Participating in a department conversation. Writing Institute administrators will meet with department stakeholders to learn about how writing-intensive teaching is structured and supported within your department. That conversation informs the assessment report and ensures that findings are interpreted in the context of your department's specific situation.

What We Assess

Our assessment draws on multiple sources of evidence. A team of readers evaluates anonymized student writing samples and the assignment handouts students were responding to. Readers use two frameworks: the AAC&U Written Communication VALUE Rubric and the Writing Institute's own guidelines for new W course proposals. Writing Institute administrators also review course syllabi to understand how W course expectations are communicated to students.

Before the reading begins, all readers participate in a norming conversation to calibrate their use of the rubric.

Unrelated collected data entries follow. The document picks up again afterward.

//! Shared input resolution for placement commands.

use std::path::Path;

use anyhow::{bail, Context as _, Result};

use crate::cli::args::{CodeSource, OutputFormat};
use crate::cli::Context;
use crate::core::catalog::Catalog;
use crate::core::config::Config;
use crate::core::layout::PlacementBatch;
use crate::core::types::{Bounds, Point, SymbolCode};
use crate::ui::output;

/// Load merged configuration for the working directory, printing warnings.
pub(super) fn load_config(ctx: &Context) -> Result<Config> {
    let cwd = ctx.cwd()?;
    let result = Config::load(Some(cwd.as_path())).context("Failed to load config")?;

    for warning in &result.warnings {
        output::warn(
            format!("{} ({})", warning.message, warning.path.display()),
            ctx.verbosity(),
        );
    }
    if let Some(path) = result.config.global_config_loaded_from() {
        output::debug(format!("global config: {}", path.display()), ctx.verbosity());
    }
    if let Some(path) = result.config.project_config_loaded_from() {
        output::debug(format!("project config: {}", path.display()), ctx.verbosity());
    }

    Ok(result.config)
}

/// Area of interest from `--bounds`, else `--center`/`--radius` falling
/// back to the configured center and radius.
pub(super) fn area_of_interest(
    config: &Config,
    bounds: Option<[f64; 4]>,
    center: Option<[f64; 2]>,
    radius: Option<f64>,
) -> Result<Bounds> {
    match bounds {
        Some([x_min, y_min, x_max, y_max]) => Bounds::new(x_min, y_min, x_max, y_max),
        None => {
            let center = center.map(Point::from).unwrap_or_else(|| config.area_center());
            let radius = radius.unwrap_or_else(|| config.area_radius());
            Bounds::around(center, radius)
        }
    }
    .context("Invalid area of interest")
}

/// Load the catalog named on the command line or in config.
pub(super) fn load_catalog(
    ctx: &Context,
    explicit: Option<&Path>,
    config: &Config,
) -> Result<Catalog> {
    let path = match (explicit, config.catalog()) {
        (Some(path), _) => path.to_path_buf(),
        (None, Some(path)) => path,
        (None, None) => {
            bail!("No catalog given. Pass codes, --catalog, or set 'catalog' in config.")
        }
    };
    let path = ctx.resolve(&path)?;

    output::debug(format!("loading catalog {}", path.display()), ctx.verbosity());
    let result = Catalog::load(&path).context("Failed to load catalog")?;
    for warning in &result.warnings {
        output::warn(&warning.message, ctx.verbosity());
    }

    Ok(result.catalog)
}

/// Codes given on the command line as a single-page catalog, else the
/// catalog file.
pub(super) fn resolve_catalog(
    ctx: &Context,
    source: &CodeSource,
    config: &Config,
) -> Result<Catalog> {
    if source.codes.is_empty() {
        load_catalog(ctx, source.catalog.as_deref(), config)
    } else {
        let codes = source.codes.iter().map(SymbolCode::new).collect();
        Ok(Catalog::from_codes(codes))
    }
}

/// Print a batch in the requested format.
pub(super) fn emit(ctx: &Context, batch: &PlacementBatch, format: OutputFormat) -> Result<()> {
    let total = batch.len();
    for (i, placement) in batch.iter().enumerate() {
        output::debug(
            format!("placed {} of {}: {}", i + 1, total, placement.code),
            ctx.verbosity(),
        );
    }

    match format {
        OutputFormat::Json => {
            let json = output::format_json(batch).context("Failed to serialize placements")?;
            println!("{}", json);
        }
        OutputFormat::Table => {
            // Table output is data, so it is printed even in quiet mode
            println!("{}", output::format_table(batch));
        }
    }
    Ok(())
}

Readers score a small set of sample papers independently, then meet to compare scores and discuss their reasoning. The goal is not to reach identical scores but to develop a shared understanding of what the criteria mean in practice. 

After norming, readers score a larger set of papers independently. The group then meets to discuss their scores, take a close look at a few specific papers, and reflect on what they observed across the full sample. That conversation shapes the findings that go into the department report.

The Report

Findings are compiled into a written report for each department. The report goes to the department and to the dean's office. Our aim is for the report to be a useful document that recognizes the work your department has been doing on its W courses and identifies concrete opportunities for further development.

Departments that would like additional support following the assessment are welcome to invite the Writing Institute to visit W course classes — an opportunity for collaborative observation and reflection rather than evaluation.

If you have questions about this process or would like to move your department's assessment up in the queue, please contact Jean Grace at jgrace@pitt.edu.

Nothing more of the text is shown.